Give the count of lines in the data that include the string "types", with no added remarks.

===

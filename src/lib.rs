//! TraceDB - request-scoped execution trace store
//!
//! TraceDB ingests trace events (function spans and log lines) emitted by
//! instrumented programs and reconstructs per-request call trees from them.
//!
//! # Quick Start
//!
//! ```ignore
//! use tracedb::{TraceDatabase, build_tree};
//! use serde_json::json;
//!
//! let db = TraceDatabase::ephemeral();
//! db.ingest(&json!([
//!     {"id": "a", "request_id": "r1", "type": "TRACE", "start": 0.0},
//!     {"id": "b", "request_id": "r1", "type": "LOG", "parent_id": "a", "message": "hi"}
//! ]))?;
//!
//! let view = db.trace_view("b")?;
//! assert_eq!(view.tree.unwrap().event.id, "a");
//! ```
//!
//! # Architecture
//!
//! - `tracedb-core`: event model and error taxonomy
//! - `tracedb-storage`: create-only event store with request and root indices
//! - `tracedb-durability`: append-only batch log
//! - `tracedb-engine`: ingestion, tree reconstruction, projection, config
//! - `tracedb-server`: HTTP API and the `tracedb` binary

pub use tracedb_core::{Error, ErrorKind, EventType, Result, TraceEvent};
pub use tracedb_engine::*;
pub use tracedb_storage::{DurableStore, EventStore, MemoryStore, UpsertOutcome};

/// Store implementations and test helpers
pub use tracedb_storage as storage;
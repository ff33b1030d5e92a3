//! Resubmission, atomicity and concurrent overlapping batches

use crate::common::*;
use serde_json::{json, Value};
use std::sync::Arc;
use std::thread;
use tracedb::storage::FaultyStore;
use tracedb::Error;

#[test]
fn test_same_batch_twice_reports_same_count() {
    let (store, db) = memory_db();
    let batch = json!([
        record("a", "r1", "TRACE"),
        {"id": "b", "request_id": "r1", "type": "TRACE", "parent_id": "a", "start": 1.0},
        {"id": "c", "request_id": "r1", "type": "LOG", "parent_id": "a", "message": "m"}
    ]);

    let first = db.ingest(&batch).unwrap();
    let snapshot = store.list_by_request_id("r1").unwrap();
    let second = db.ingest(&batch).unwrap();

    assert_eq!(first.accepted, 3);
    assert_eq!(second.accepted, 3);
    assert_eq!(second.created, 0);
    assert_eq!(store.list_by_request_id("r1").unwrap(), snapshot);
}

#[test]
fn test_overlapping_batches_only_add_new_ids() {
    let (store, db) = memory_db();
    db.ingest(&json!([record("a", "r1", "TRACE"), record("b", "r1", "TRACE")]))
        .unwrap();
    let receipt = db
        .ingest(&json!([record("b", "r1", "TRACE"), record("c", "r1", "TRACE")]))
        .unwrap();

    assert_eq!(receipt.accepted, 2);
    assert_eq!(receipt.created, 1);
    assert_eq!(store.len().unwrap(), 3);
}

#[test]
fn test_malformed_record_persists_nothing() {
    let (store, db) = memory_db();
    let err = db
        .ingest(&json!([
            record("a", "r1", "TRACE"),
            record("b", "r1", "TRACE"),
            {"id": "c", "request_id": "r1"}
        ]))
        .unwrap_err();

    assert!(err.is_client_error());
    assert!(matches!(err, Error::InvalidRecord { index: 2, .. }));
    assert!(store.is_empty().unwrap());
}

#[test]
fn test_storage_failure_persists_nothing() {
    let store = Arc::new(FaultyStore::new());
    let db = TraceDatabase::with_store(store.clone(), TraceDbConfig::default());
    db.ingest(&json!([record("existing", "r0", "TRACE")])).unwrap();

    store.fail_next(1);
    let err = db
        .ingest(&json!([
            record("existing", "r0", "TRACE"),
            record("a", "r1", "TRACE"),
            record("b", "r1", "TRACE")
        ]))
        .unwrap_err();

    assert!(!err.is_client_error());
    assert_eq!(store.len().unwrap(), 1);
    assert!(store.get_by_id("a").unwrap().is_none());
}

#[test]
fn test_concurrent_overlapping_batches() {
    let (store, db) = memory_db();
    let batches: Vec<Value> = (0..8)
        .map(|t| {
            // Each batch shares half its ids with the next one
            let records: Vec<Value> = (t * 10..t * 10 + 20)
                .map(|i| record(&format!("e{i}"), "r1", "TRACE"))
                .collect();
            Value::Array(records)
        })
        .collect();

    let handles: Vec<_> = batches
        .into_iter()
        .map(|batch| {
            let db = db.clone();
            thread::spawn(move || db.ingest(&batch).unwrap())
        })
        .collect();

    let created: usize = handles.into_iter().map(|h| h.join().unwrap().created).sum();
    assert_eq!(created, 90);
    assert_eq!(store.len().unwrap(), 90);
}

#[test]
fn test_first_writer_wins_across_batches() {
    let (store, db) = memory_db();
    db.ingest(&json!([{"id": "x", "request_id": "r2", "type": "LOG", "message": "hi"}]))
        .unwrap();
    db.ingest(&json!([{"id": "x", "request_id": "r2", "type": "LOG", "message": "bye",
                       "level": "ERROR"}]))
        .unwrap();

    let x = store.get_by_id("x").unwrap().unwrap();
    assert_eq!(x.message.as_deref(), Some("hi"));
    assert_eq!(x.level, None);
}
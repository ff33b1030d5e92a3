//! Concrete ingest-then-view scenarios

use crate::common::*;
use serde_json::json;
use tracedb::{build_tree, Error, RootSelection, TraceForest};

#[test]
fn test_children_ordered_by_start() {
    let events = vec![
        TraceEvent::span("a", "r1").with_start(0.0),
        TraceEvent::span("b", "r1").with_parent("a").with_start(5.0),
        TraceEvent::span("c", "r1").with_parent("a").with_start(2.0),
    ];
    let tree = build_tree(events).unwrap();
    assert_eq!(tree.event.id, "a");
    assert_eq!(child_ids(&tree), vec!["c", "b"]);
}

#[test]
fn test_reingest_with_different_message_keeps_original() {
    let (store, db) = memory_db();
    db.ingest(&json!([{"id": "x", "request_id": "r2", "type": "LOG", "message": "hi"}]))
        .unwrap();
    db.ingest(&json!([{"id": "x", "request_id": "r2", "type": "LOG", "message": "changed"}]))
        .unwrap();
    assert_eq!(
        store.get_by_id("x").unwrap().unwrap().message.as_deref(),
        Some("hi")
    );
}

#[test]
fn test_non_array_payload_creates_nothing() {
    let (store, db) = memory_db();
    let err = db.ingest(&json!({"not": "an array"})).unwrap_err();
    assert!(matches!(err, Error::InvalidPayload(_)));
    assert!(store.is_empty().unwrap());
}

#[test]
fn test_trace_view_from_any_event_of_request() {
    let (_, db) = memory_db();
    db.ingest(&json!([
        {"id": "root", "request_id": "req", "type": "TRACE", "name": "POST /orders",
         "start": 10.0, "status_code": 201, "timestamp": 10.0},
        {"id": "validate", "request_id": "req", "type": "TRACE", "parent_id": "root",
         "start": 10.1, "timestamp": 10.1},
        {"id": "save", "request_id": "req", "type": "TRACE", "parent_id": "root",
         "start": 10.3, "timestamp": 10.3},
        {"id": "warn", "request_id": "req", "type": "LOG", "parent_id": "save",
         "level": "WARNING", "message": "slow insert", "start": 10.4, "timestamp": 10.4}
    ]))
    .unwrap();

    for id in ["root", "validate", "save", "warn"] {
        let view = db.trace_view(id).unwrap();
        assert_eq!(view.event.id, id);
        let tree = view.tree.unwrap();
        assert_eq!(tree.event.id, "root");
        assert_eq!(child_ids(&tree), vec!["validate", "save"]);
        assert_eq!(child_ids(&tree.children[1]), vec!["warn"]);
        assert_eq!(view.summary.status_code, Some(201));
        assert_eq!(view.summary.node_count, 4);
    }
}

#[test]
fn test_request_with_orphans_and_two_roots() {
    let (_, db) = memory_db();
    db.ingest(&json!([
        {"id": "first", "request_id": "req", "type": "TRACE", "status_code": 500, "timestamp": 1.0},
        {"id": "second", "request_id": "req", "type": "TRACE", "status_code": 200, "timestamp": 2.0},
        {"id": "lost", "request_id": "req", "type": "LOG", "parent_id": "elsewhere", "timestamp": 3.0}
    ]))
    .unwrap();

    let view = db.request_view("req").unwrap();
    let tree = view.tree.unwrap();
    assert_eq!(tree.event.id, "second");
    assert_eq!(view.summary.status_code, Some(200));
    assert_eq!(view.summary.root_shape, "multiple");
    assert_eq!(view.summary.unattached, 2);

    let forest = TraceForest::build(view.events);
    assert_eq!(forest.root_selection(), RootSelection::Multiple(2));
    assert_eq!(forest.detached().len(), 1);
}

#[test]
fn test_request_without_root() {
    let (_, db) = memory_db();
    db.ingest(&json!([
        {"id": "child", "request_id": "req", "type": "TRACE", "parent_id": "never-sent"}
    ]))
    .unwrap();

    let view = db.trace_view("child").unwrap();
    assert!(view.tree.is_none());
    assert_eq!(view.summary.status_code, None);
    assert_eq!(view.summary.root_shape, "none");
}

#[test]
fn test_recent_roots_newest_first() {
    let (_, db) = memory_db();
    db.ingest(&json!([
        {"id": "old", "request_id": "r1", "type": "TRACE", "timestamp": 1.0},
        {"id": "new", "request_id": "r2", "type": "TRACE", "timestamp": 3.0},
        {"id": "child", "request_id": "r2", "type": "TRACE", "parent_id": "new", "timestamp": 4.0},
        {"id": "mid", "request_id": "r3", "type": "TRACE", "timestamp": 2.0}
    ]))
    .unwrap();

    let rows = db.recent_roots(None).unwrap();
    let ids: Vec<_> = rows.iter().map(|r| r.id.as_str()).collect();
    assert_eq!(ids, vec!["new", "mid", "old"]);
}
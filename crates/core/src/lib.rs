//! Core types for TraceDB
//!
//! This crate defines the foundational types used throughout the system:
//! - TraceEvent: One observed call span or log line within a request
//! - EventType: TRACE / LOG discriminator (extensible)
//! - Error: Error type hierarchy with client/server classification

#![warn(missing_docs)]
#![warn(clippy::all)]

pub mod error;
pub mod event;

pub use error::{Error, ErrorKind, Result};
pub use event::{EventType, TraceEvent};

===

» **Output for this task**
2